4 years, and 8 seasons of running later, Vasquez still runs the varsity 1 mile race. She’s looking forward to always run faster than her best time, especially since this is her last year on the team. One of the things that she notably loves about track, aside from the team being like a family, is that it’s a difficult sport; athletes need to push themselves mentally and physically. “As you’re running you have to convince yourself and as well as your body… to push yourself… You have to tell your mind ‘don’t give up just because there’s a person behind you is behind you, and you feel like they’re going to catch up. You gotta push yourself harder,’” she explains. ”[She wants] to set [her] goals up high to try my best at practices and meets because [she’s] amazed with the hard work [she puts] in, and the results [she achieves].” Running is about racing yourself, and others. Vasquez is looking for a win for her team, but also a win for herself.
Scientific studies have shown that athletes that run, or do another sport often do much better in school, can manage stress very well, and have elevated happiness. Vasquez is grateful for track since it offers her a sort of stress relief. “Track has really helped [her] because it gets some of [her] anger and emotional problems out… [she] can get [her] anger and motivation out,” states Vasquez. For instance during practices she can listen to music and just run.
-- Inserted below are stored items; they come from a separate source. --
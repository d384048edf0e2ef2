//! Message builders shared by the integration tests and benches.

/// One TLV with a definite length in the shortest form.
pub fn tlv(identifier: &[u8], content: &[u8]) -> Vec<u8> {
    let mut encoding = identifier.to_vec();
    match content.len() {
        n if n < 0x80 => encoding.push(n as u8),
        n => {
            let octets: Vec<u8> = n
                .to_be_bytes()
                .into_iter()
                .skip_while(|b| *b == 0)
                .collect();
            encoding.push(0x80 | octets.len() as u8);
            encoding.extend(octets);
        }
    }
    encoding.extend_from_slice(content);
    encoding
}

pub fn concat(parts: &[Vec<u8>]) -> Vec<u8> {
    parts.concat()
}

/// A SearchRequest for the title "dog" in the bib-1 attribute set.
pub const SEARCH_REQUEST: [u8; 73] = [
    0xB6, 0x47, 0x8D, 0x01, 0x00, 0x8E, 0x01, 0x01, 0x8F, 0x01, 0x00, 0x90, 0x01, 0xFF, 0x91,
    0x07, b'd', b'e', b'f', b'a', b'u', b'l', b't', 0xB2, 0x0A, 0x9F, 0x69, 0x07, b'D', b'e',
    b'f', b'a', b'u', b'l', b't', 0xB5, 0x24, 0xA1, 0x22, 0x06, 0x07, 0x2A, 0x86, 0x48, 0xCE,
    0x13, 0x03, 0x01, 0xA0, 0x17, 0xBF, 0x66, 0x14, 0xBF, 0x2C, 0x0A, 0x30, 0x08, 0x9F, 0x78,
    0x01, 0x01, 0x9F, 0x79, 0x01, 0x04, 0x9F, 0x81, 0x58, 0x03, b'd', b'o', b'g',
];

pub const BIB_1: [u8; 9] = [0x06, 0x07, 0x2A, 0x86, 0x48, 0xCE, 0x13, 0x03, 0x01];
pub const USMARC: [u8; 9] = [0x06, 0x07, 0x2A, 0x86, 0x48, 0xCE, 0x13, 0x05, 0x0A];
pub const GRS_1: [u8; 9] = [0x06, 0x07, 0x2A, 0x86, 0x48, 0xCE, 0x13, 0x05, 0x69];

/// `op: resultSet` operand naming `name`.
pub fn result_set_operand(name: &str) -> Vec<u8> {
    tlv(&[0xA0], &tlv(&[0x9F, 0x1F], name.as_bytes()))
}

/// `rpnRpnOp { rpn1, rpn2, op }` with `operator` 0 (and) to 2 (and-not).
pub fn rpn_rpn_op(rpn1: &[u8], rpn2: &[u8], operator: u8) -> Vec<u8> {
    let op = tlv(&[0xBF, 0x2E], &[0x80 | operator, 0x00]);
    tlv(&[0xA1], &[rpn1, rpn2, &op[..]].concat())
}

/// A type-1 SearchRequest around `rpn`.
pub fn search_request(rpn: &[u8]) -> Vec<u8> {
    let query = tlv(&[0xB5], &tlv(&[0xA1], &[&BIB_1[..], rpn].concat()));
    let content = concat(&[
        vec![0x8D, 0x01, 0x00, 0x8E, 0x01, 0x01, 0x8F, 0x01, 0x00, 0x90, 0x01, 0xFF],
        tlv(&[0x91], b"default"),
        tlv(&[0xB2], &tlv(&[0x9F, 0x69], b"Default")),
        query,
    ]);
    tlv(&[0xB6], &content)
}

/// `levels` indefinite `rpnRpnOp`s, each opening as the `rpn1` of
/// the one before. Nothing but the nesting is ever encoded.
pub fn nested_rpn_operators(levels: usize) -> Vec<u8> {
    let mut encoding = Vec::with_capacity(levels * 4);
    for _ in 0..levels {
        encoding.extend([0xA1, 0x80]);
    }
    for _ in 0..levels {
        encoding.extend([0x00, 0x00]);
    }
    encoding
}

/// A MARC21 record with a 4-5 directory built from `(tag, content)`
/// pairs. Content includes its field terminator.
pub fn marc_record(fields: &[(&str, &[u8])]) -> Vec<u8> {
    let mut directory: Vec<u8> = Vec::new();
    let mut data: Vec<u8> = Vec::new();
    for (tag, content) in fields {
        directory.extend(format!("{tag}{:04}{:05}", content.len(), data.len()).bytes());
        data.extend_from_slice(content);
    }
    directory.push(marc21::FIELD_TERMINATOR);
    let base = marc21::LEADER_LENGTH + directory.len();
    let length = base + data.len() + 1;
    let mut record = format!("{length:05}nam a22{base:05} a 4500").into_bytes();
    record.extend(directory);
    record.extend(data);
    record.push(marc21::RECORD_TERMINATOR);
    record
}

pub fn sample_marc_record() -> Vec<u8> {
    marc_record(&[
        ("001", b"ocm123\x1e"),
        ("245", b"10\x1faThe dog\x1fcby Someone\x1e"),
        ("650", b" 0\x1faDogs\x1e"),
    ])
}

/// A NamePlusRecord whose retrievalRecord is an EXTERNAL with
/// `direct_reference` and `encoding`.
pub fn name_plus_record(direct_reference: &[u8], encoding: &[u8]) -> Vec<u8> {
    let external = tlv(&[0x28], &[direct_reference, encoding].concat());
    let record = tlv(&[0xA1], &tlv(&[0xA1], &external));
    tlv(&[0x30], &[tlv(&[0x80], b"Default"), record].concat())
}

/// A successful PresentResponse returning `records`.
pub fn present_response(records: &[Vec<u8>]) -> Vec<u8> {
    let content = concat(&[
        vec![0x98, 0x01, records.len() as u8],
        vec![0x99, 0x01, records.len() as u8 + 1],
        vec![0x9B, 0x01, 0x00],
        tlv(&[0xBC], &records.concat()),
    ]);
    tlv(&[0xB9], &content)
}

/// A PresentResponse carrying MARC21 `records` octet-aligned.
pub fn marc_present_response(records: &[Vec<u8>]) -> Vec<u8> {
    let encoding = tlv(&[0x81], &records.concat());
    present_response(&[name_plus_record(&USMARC, &encoding)])
}

#[cfg(test)]
mod tests {
    use super::*;

    #[test]
    fn builds_long_form_lengths() {
        let encoding = tlv(&[0x04], &[0; 300]);
        assert_eq!(&encoding[..4], &[0x04, 0x82, 0x01, 0x2C]);
        assert_eq!(encoding.len(), 304);
    }

    #[test]
    fn rebuilds_the_sample_search_request() {
        let term = tlv(&[0x9F, 0x81, 0x58], b"dog");
        let attributes = tlv(&[0xBF, 0x2C], &tlv(&[0x30], &[0x9F, 0x78, 0x01, 0x01, 0x9F, 0x79, 0x01, 0x04]));
        let operand = tlv(&[0xA0], &tlv(&[0xBF, 0x66], &[attributes, term].concat()));
        assert_eq!(search_request(&operand), SEARCH_REQUEST.to_vec());
    }
}
// Retrieval

sequence!(PRESENT_REQUEST = "PresentRequest", UNTAGGED, [
    optional("referenceId", UNTAGGED, &REFERENCE_ID),
    required("resultSetId", UNTAGGED, &RESULT_SET_ID),
    required("resultSetStartPoint", implicit(30), &INTEGER),
    required("numberOfRecordsRequested", implicit(29), &INTEGER),
    optional("additionalRanges", implicit(212), &RANGES),
    optional("recordComposition", UNTAGGED, &RECORD_COMPOSITION),
    optional("preferredRecordSyntax", implicit(104), &OBJECT_IDENTIFIER),
    optional("maxSegmentCount", implicit(204), &INTEGER),
    optional("maxRecordSize", implicit(206), &INTEGER),
    optional("maxSegmentSize", implicit(207), &INTEGER),
    optional("otherInfo", UNTAGGED, &OTHER_INFORMATION),
]);

pub static RANGES: ToplevelDeclaration = sequence_of("SEQUENCE OF Range", &RANGE);

sequence!(RANGE = "Range", UNTAGGED, [
    required("startingPosition", implicit(1), &INTEGER),
    required("numberOfRecords", implicit(2), &INTEGER),
]);

choice!(RECORD_COMPOSITION = "PresentRequest.recordComposition", UNTAGGED, [
    alternative("simple", explicit(19), &ELEMENT_SET_NAMES),
    alternative("complex", implicit(209), &COMP_SPEC),
]);

choice!(ELEMENT_SET_NAMES = "ElementSetNames", UNTAGGED, [
    alternative("genericElementSetName", implicit(0), &INTERNATIONAL_STRING),
    alternative("databaseSpecific", implicit(1), &DATABASE_SPECIFIC_NAMES),
]);

pub static DATABASE_SPECIFIC_NAMES: ToplevelDeclaration =
    sequence_of("ElementSetNames.databaseSpecific", &DATABASE_SPECIFIC_NAME);

sequence!(DATABASE_SPECIFIC_NAME = "ElementSetNames.databaseSpecific.item", UNTAGGED, [
    required("dbName", UNTAGGED, &DATABASE_NAME),
    required("esn", UNTAGGED, &ELEMENT_SET_NAME),
]);

pub static DATABASE_NAME: ToplevelDeclaration = ToplevelDeclaration::new(
    "DatabaseName",
    implicit(105),
    ASN1Type::CharacterString(CharacterStringType::GeneralString),
);

pub static ELEMENT_SET_NAME: ToplevelDeclaration = ToplevelDeclaration::new(
    "ElementSetName",
    implicit(103),
    ASN1Type::CharacterString(CharacterStringType::GeneralString),
);

pub const PRESENT_STATUS_VALUES: &[DistinguishedValue] = &[
    (0, "success"),
    (1, "partial-1"),
    (2, "partial-2"),
    (3, "partial-3"),
    (4, "partial-4"),
    (5, "failure"),
];

pub static PRESENT_STATUS: ToplevelDeclaration = ToplevelDeclaration::new(
    "PresentStatus",
    implicit(27),
    ASN1Type::Integer(AsnInteger::named(PRESENT_STATUS_VALUES)),
);

sequence!(COMP_SPEC = "CompSpec", UNTAGGED, [
    required("selectAlternativeSyntax", implicit(1), &BOOLEAN),
    optional("generic", implicit(2), &SPECIFICATION),
    optional("dbSpecific", implicit(3), &DB_SPECIFICATIONS),
    optional("recordSyntax", implicit(4), &OBJECT_IDENTIFIER_LIST),
]);

pub static DB_SPECIFICATIONS: ToplevelDeclaration =
    sequence_of("CompSpec.dbSpecific", &DB_SPECIFICATION);

sequence!(DB_SPECIFICATION = "CompSpec.dbSpecific.item", UNTAGGED, [
    required("db", explicit(1), &DATABASE_NAME),
    required("spec", implicit(2), &SPECIFICATION),
]);

pub static OBJECT_IDENTIFIER_LIST: ToplevelDeclaration =
    sequence_of("SEQUENCE OF OBJECT IDENTIFIER", &OBJECT_IDENTIFIER);

sequence!(SPECIFICATION = "Specification", UNTAGGED, [
    optional("schema", implicit(1), &OBJECT_IDENTIFIER),
    optional("elementSpec", explicit(2), &ELEMENT_SPEC),
]);

choice!(ELEMENT_SPEC = "Specification.elementSpec", UNTAGGED, [
    alternative("elementSetName", implicit(1), &INTERNATIONAL_STRING),
    alternative("externalEspec", implicit(2), &EXTERNAL),
]);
Simple as that.
Since, this is Vasquez’s final year at MHS, it’s time for her to apply to colleges, and there’s a lot of stress involved, along with the normal school work, job, and team to worry about. “[She’s] surprised [she’s] able to manage [it] very well actually,” she explains. Her normal after school day starts off getting as much homework done before practice as possible, then track, and back home to finish the rest of her homework. Sometimes after track she’ll go to work, which she explains is some of her most stressful days. Though in the end all the hassle is worth it. Vasquez believes that “it helped [her] physically, to [stay] in shape… and mentally because it has taught [her] to strive to the best ability [she] can aim [for].” Track has also taught her that she will spend most of her life being very busy, and that it will be hard, but she can do it all if she just motivates herself.
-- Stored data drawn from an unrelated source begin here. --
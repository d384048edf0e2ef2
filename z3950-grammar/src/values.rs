//! Registered object identifiers and the named-value tables used to
//! annotate decoded values: bib-1 attributes, diag-1 conditions and
//! the record syntax registry of Z39.50.
use crate::types::DistinguishedValue;

pub type ObjectIdentifierArcs = &'static [u128];

pub const Z3950_ROOT: ObjectIdentifierArcs = &[1, 2, 840, 10003];

pub const BIB_1: ObjectIdentifierArcs = &[1, 2, 840, 10003, 3, 1];
pub const EXP_1: ObjectIdentifierArcs = &[1, 2, 840, 10003, 3, 2];
pub const EXT_1: ObjectIdentifierArcs = &[1, 2, 840, 10003, 3, 3];
pub const CCL_1: ObjectIdentifierArcs = &[1, 2, 840, 10003, 3, 4];
pub const GILS: ObjectIdentifierArcs = &[1, 2, 840, 10003, 3, 5];
pub const STAS: ObjectIdentifierArcs = &[1, 2, 840, 10003, 3, 6];
pub const COLLECTIONS_1: ObjectIdentifierArcs = &[1, 2, 840, 10003, 3, 7];
pub const CIMI_1: ObjectIdentifierArcs = &[1, 2, 840, 10003, 3, 8];
pub const GEO_1: ObjectIdentifierArcs = &[1, 2, 840, 10003, 3, 9];
pub const ZBIG: ObjectIdentifierArcs = &[1, 2, 840, 10003, 3, 10];
pub const UTIL: ObjectIdentifierArcs = &[1, 2, 840, 10003, 3, 11];
pub const XD_1: ObjectIdentifierArcs = &[1, 2, 840, 10003, 3, 12];
pub const ZTHES: ObjectIdentifierArcs = &[1, 2, 840, 10003, 3, 13];
pub const FIN_1: ObjectIdentifierArcs = &[1, 2, 840, 10003, 3, 14];
pub const DAN_1: ObjectIdentifierArcs = &[1, 2, 840, 10003, 3, 15];
pub const HOLDINGS: ObjectIdentifierArcs = &[1, 2, 840, 10003, 3, 16];
pub const MARC_ATTRIBUTES: ObjectIdentifierArcs = &[1, 2, 840, 10003, 3, 17];
pub const BIB_2: ObjectIdentifierArcs = &[1, 2, 840, 10003, 3, 18];
pub const ZEEREX: ObjectIdentifierArcs = &[1, 2, 840, 10003, 3, 19];

pub const DIAG_1: ObjectIdentifierArcs = &[1, 2, 840, 10003, 4, 1];
pub const DIAG_ES: ObjectIdentifierArcs = &[1, 2, 840, 10003, 4, 2];
pub const DIAG_GENERAL: ObjectIdentifierArcs = &[1, 2, 840, 10003, 4, 3];

pub const UNIMARC: ObjectIdentifierArcs = &[1, 2, 840, 10003, 5, 1];
pub const INTERMARC: ObjectIdentifierArcs = &[1, 2, 840, 10003, 5, 2];
pub const CCF: ObjectIdentifierArcs = &[1, 2, 840, 10003, 5, 3];
pub const USMARC: ObjectIdentifierArcs = &[1, 2, 840, 10003, 5, 10];
pub const UKMARC: ObjectIdentifierArcs = &[1, 2, 840, 10003, 5, 11];
pub const NORMARC: ObjectIdentifierArcs = &[1, 2, 840, 10003, 5, 12];
pub const DANMARC: ObjectIdentifierArcs = &[1, 2, 840, 10003, 5, 14];
pub const CANMARC: ObjectIdentifierArcs = &[1, 2, 840, 10003, 5, 17];
pub const MAB: ObjectIdentifierArcs = &[1, 2, 840, 10003, 5, 16];
pub const EXPLAIN: ObjectIdentifierArcs = &[1, 2, 840, 10003, 5, 100];
pub const SUTRS: ObjectIdentifierArcs = &[1, 2, 840, 10003, 5, 101];
pub const OPAC: ObjectIdentifierArcs = &[1, 2, 840, 10003, 5, 102];
pub const SUMMARY: ObjectIdentifierArcs = &[1, 2, 840, 10003, 5, 103];
pub const GRS_0: ObjectIdentifierArcs = &[1, 2, 840, 10003, 5, 104];
pub const GRS_1: ObjectIdentifierArcs = &[1, 2, 840, 10003, 5, 105];
pub const ES_RECORD: ObjectIdentifierArcs = &[1, 2, 840, 10003, 5, 106];
pub const FRAGMENT: ObjectIdentifierArcs = &[1, 2, 840, 10003, 5, 107];
pub const XML_B: ObjectIdentifierArcs = &[1, 2, 840, 10003, 5, 109, 10];
pub const RESOURCE_1: ObjectIdentifierArcs = &[1, 2, 840, 10003, 7, 1];
pub const RESOURCE_2: ObjectIdentifierArcs = &[1, 2, 840, 10003, 7, 2];
pub const ACCESS_CONTROL_PROMPT_1: ObjectIdentifierArcs = &[1, 2, 840, 10003, 8, 1];
pub const ACCESS_CONTROL_DES_1: ObjectIdentifierArcs = &[1, 2, 840, 10003, 8, 2];
pub const ACCESS_CONTROL_KRB_1: ObjectIdentifierArcs = &[1, 2, 840, 10003, 8, 3];
pub const ES_PERSISTENT_RESULT_SET: ObjectIdentifierArcs = &[1, 2, 840, 10003, 9, 1];
pub const ES_PERSISTENT_QUERY: ObjectIdentifierArcs = &[1, 2, 840, 10003, 9, 2];
pub const ES_PERIODIC_QUERY_SCHEDULE: ObjectIdentifierArcs = &[1, 2, 840, 10003, 9, 3];
pub const ES_ITEM_ORDER: ObjectIdentifierArcs = &[1, 2, 840, 10003, 9, 4];
pub const ES_DATABASE_UPDATE: ObjectIdentifierArcs = &[1, 2, 840, 10003, 9, 5];
pub const ES_EXPORT_SPECIFICATION: ObjectIdentifierArcs = &[1, 2, 840, 10003, 9, 6];
pub const ES_EXPORT_INVOCATION: ObjectIdentifierArcs = &[1, 2, 840, 10003, 9, 7];
pub const USER_INFO_1: ObjectIdentifierArcs = &[1, 2, 840, 10003, 10, 3];
pub const CHARSET_NEGOTIATION: ObjectIdentifierArcs = &[1, 2, 840, 10003, 15, 3];

/// Display names of the registered object identifiers.
pub const OBJECT_IDENTIFIERS: &[(ObjectIdentifierArcs, &str)] = &[
    (BIB_1, "bib-1"),
    (EXP_1, "exp-1"),
    (EXT_1, "ext-1"),
    (CCL_1, "ccl-1"),
    (GILS, "gils"),
    (STAS, "stas"),
    (COLLECTIONS_1, "collections-1"),
    (CIMI_1, "cimi-1"),
    (GEO_1, "geo-1"),
    (ZBIG, "ZBIG"),
    (UTIL, "util"),
    (XD_1, "xd-1"),
    (ZTHES, "Zthes"),
    (FIN_1, "Fin-1"),
    (DAN_1, "Dan-1"),
    (HOLDINGS, "Holdings"),
    (MARC_ATTRIBUTES, "MARC"),
    (BIB_2, "bib-2"),
    (ZEEREX, "ZeeRex"),
    (DIAG_1, "bib-1 diagnostics"),
    (DIAG_ES, "diag-es"),
    (DIAG_GENERAL, "diag-general"),
    (UNIMARC, "UNIMARC"),
    (INTERMARC, "INTERMARC"),
    (CCF, "CCF"),
    (USMARC, "MARC21"),
    (UKMARC, "UKMARC"),
    (NORMARC, "NORMARC"),
    (DANMARC, "DANMARC"),
    (MAB, "MAB"),
    (CANMARC, "CANMARC"),
    (EXPLAIN, "Explain"),
    (SUTRS, "SUTRS"),
    (OPAC, "OPAC"),
    (SUMMARY, "Summary"),
    (GRS_0, "GRS-0"),
    (GRS_1, "GRS-1"),
    (ES_RECORD, "ES"),
    (FRAGMENT, "Fragment"),
    (XML_B, "XML-b"),
    (RESOURCE_1, "Resource-1"),
    (RESOURCE_2, "Resource-2"),
    (ACCESS_CONTROL_PROMPT_1, "Prompt-1"),
    (ACCESS_CONTROL_DES_1, "DES-1"),
    (ACCESS_CONTROL_KRB_1, "KRB-1"),
    (ES_PERSISTENT_RESULT_SET, "Persistent result set"),
    (ES_PERSISTENT_QUERY, "Persistent query"),
    (ES_PERIODIC_QUERY_SCHEDULE, "Periodic query schedule"),
    (ES_ITEM_ORDER, "Item order"),
    (ES_DATABASE_UPDATE, "Database update"),
    (ES_EXPORT_SPECIFICATION, "Export specification"),
    (ES_EXPORT_INVOCATION, "Export invocation"),
    (USER_INFO_1, "UserInfo-1"),
    (CHARSET_NEGOTIATION, "Character set and language negotiation"),
];

pub fn object_identifier_name(arcs: &[u128]) -> Option<&'static str> {
    OBJECT_IDENTIFIERS
        .iter()
        .find_map(|(oid, name)| (*oid == arcs).then_some(*name))
}

pub const BIB_1_ATTRIBUTE_TYPES: &[DistinguishedValue] = &[
    (1, "Use"),
    (2, "Relation"),
    (3, "Position"),
    (4, "Structure"),
    (5, "Truncation"),
    (6, "Completeness"),
    (7, "Sorting"),
    (8, "Hits"),
    (9, "Content authority"),
];

pub const BIB_1_USE: &[DistinguishedValue] = &[
    (1, "Personal-name"),
    (2, "Corporate-name"),
    (3, "Conference-name"),
    (4, "Title"),
    (5, "Title-series"),
    (6, "Title-uniform"),
    (7, "ISBN"),
    (8, "ISSN"),
    (9, "LC-card-number"),
    (10, "BNB-card-number"),
    (11, "BGF-number"),
    (12, "Local-number"),
    (13, "Dewey-classification"),
    (14, "UDC-classification"),
    (15, "Bliss-classification"),
    (16, "LC-call-number"),
    (17, "NLM-call-number"),
    (18, "NAL-call-number"),
    (19, "MOS-call-number"),
    (20, "Local-classification"),
    (21, "Subject-heading"),
    (22, "Subject-Rameau"),
    (23, "BDI-index-subject"),
    (24, "INSPEC-subject"),
    (25, "MESH-subject"),
    (26, "PA-subject"),
    (27, "LC-subject-heading"),
    (28, "RVM-subject-heading"),
    (29, "Local-subject-index"),
    (30, "Date"),
    (31, "Date-of-publication"),
    (32, "Date-of-acquisition"),
    (33, "Title-key"),
    (34, "Title-collective"),
    (35, "Title-parallel"),
    (36, "Title-cover"),
    (37, "Title-added-title-page"),
    (38, "Title-caption"),
    (39, "Title-running"),
    (40, "Title-spine"),
    (41, "Title-other-variant"),
    (42, "Title-former"),
    (43, "Title-abbreviated"),
    (44, "Title-expanded"),
    (45, "Subject-precis"),
    (46, "Subject-rswk"),
    (47, "Subject-subdivision"),
    (48, "Number-natl-biblio"),
    (49, "Number-legal-deposit"),
    (50, "Number-govt-pub"),
    (51, "Number-music-publisher"),
    (52, "Number-db"),
    (53, "Number-local-call"),
    (54, "Code-language"),
    (55, "Code-geographic-area"),
    (56, "Code-institution"),
    (57, "Name-and-title"),
    (58, "Name-geographic"),
    (59, "Place-publication"),
    (60, "CODEN"),
    (61, "Microform-generation"),
    (62, "Abstract"),
    (63, "Note"),
    (1000, "Author-title"),
    (1001, "Record-type"),
    (1002, "Name"),
    (1003, "Author"),
    (1004, "Author-name-personal"),
    (1005, "Author-name-corporate"),
    (1006, "Author-name-conference"),
    (1007, "Identifier-standard"),
    (1008, "Subject-LC-childrens"),
    (1009, "Subject-name-personal"),
    (1010, "Body-of-text"),
    (1011, "Date/time-added-to-db"),
    (1012, "Date/time-last-modified"),
    (1013, "Authority/format-id"),
    (1014, "Concept-text"),
    (1015, "Concept-reference"),
    (1016, "Any"),
    (1017, "Server-choice"),
    (1018, "Publisher"),
    (1019, "Record-source"),
    (1020, "Editor"),
    (1021, "Bib-level"),
    (1022, "Geographic-class"),
    (1023, "Indexed-by"),
    (1024, "Map-scale"),
    (1025, "Music-key"),
    (1026, "Related-periodical"),
    (1027, "Report-number"),
    (1028, "Stock-number"),
    (1030, "Thematic-number"),
    (1031, "Material-type"),
    (1032, "Doc-id"),
    (1033, "Host-item"),
    (1034, "Content-type"),
    (1035, "Anywhere"),
    (1036, "Author-Title-Subject"),
];

pub const BIB_1_RELATION: &[DistinguishedValue] = &[
    (1, "Less than"),
    (2, "Less than or equal"),
    (3, "Equal"),
    (4, "Greater or equal"),
    (5, "Greater than"),
    (6, "Not equal"),
    (100, "Phonetic"),
    (101, "Stem"),
    (102, "Relevance"),
    (103, "AlwaysMatches"),
];

pub const BIB_1_POSITION: &[DistinguishedValue] = &[
    (1, "First in field"),
    (2, "First in subfield"),
    (3, "Any position in field"),
];

pub const BIB_1_STRUCTURE: &[DistinguishedValue] = &[
    (1, "Phrase"),
    (2, "Word"),
    (3, "Key"),
    (4, "Year"),
    (5, "Date (normalized)"),
    (6, "Word list"),
    (100, "Date (un-normalized)"),
    (101, "Name (normalized)"),
    (102, "Name (un-normalized)"),
    (103, "Structure"),
    (104, "Urx"),
    (105, "Free-form-text"),
    (106, "Document-text"),
    (107, "Local-number"),
    (108, "String"),
    (109, "Numeric-string"),
];

pub const BIB_1_TRUNCATION: &[DistinguishedValue] = &[
    (1, "Right truncation"),
    (2, "Left truncation"),
    (3, "Left and right truncation"),
    (100, "Do not truncate"),
    (101, "Process # in search term"),
    (102, "RegExpr-1"),
    (103, "RegExpr-2"),
    (104, "Z39.58"),
];

pub const BIB_1_COMPLETENESS: &[DistinguishedValue] = &[
    (1, "Incomplete subfield"),
    (2, "Complete subfield"),
    (3, "Complete field"),
];

/// The value table that applies to a bib-1 attribute type.
pub fn bib_1_attribute_values(attribute_type: i64) -> Option<&'static [DistinguishedValue]> {
    match attribute_type {
        1 => Some(BIB_1_USE),
        2 => Some(BIB_1_RELATION),
        3 => Some(BIB_1_POSITION),
        4 => Some(BIB_1_STRUCTURE),
        5 => Some(BIB_1_TRUNCATION),
        6 => Some(BIB_1_COMPLETENESS),
        _ => None,
    }
}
Though Vasquez’s belief is this: running is like life. And if there is one thing to understand about high school it’s that it’s like running a mile on a track- just 4 laps on the outdoor track. The first lap you start off slow, like trying to figure out what classes to take, where to go, trying not to get ahead of yourself, but trying not to go too slow. Quarter mile ends, and you’re off to sophomore year. You start picking up the pace, but still not going too hard to save some energy for later. You know you’re way around the school, you know some of the things you want to pursue. And soon enough you just ran your second lap. Off to junior year, and now you’re even faster than before, still holding out a little bit trying to save as much energy as you can for that last lap. Things are shaping up, you’re getting more things into your brain, and have a good sense where you belong. Finally there’s the last lap. There’s no stopping, and you need to push, run as hard as you can, even if you feel like puking. You’re in the home stretch, so close, almost there. Things are finally becoming real, colleges are looking at you, or you found a job that keeps you alive. You need to go!
Vasquez hopes that she can continue running well into the rest of her life, and plans on running a marathon eventually. Running is where she belongs. She explains that “[she has] found true friends [on the team]... and at the end of the day [her] team doesn’t look at [her] [strangely]” for being her jumpy, “crazy,” motivated self.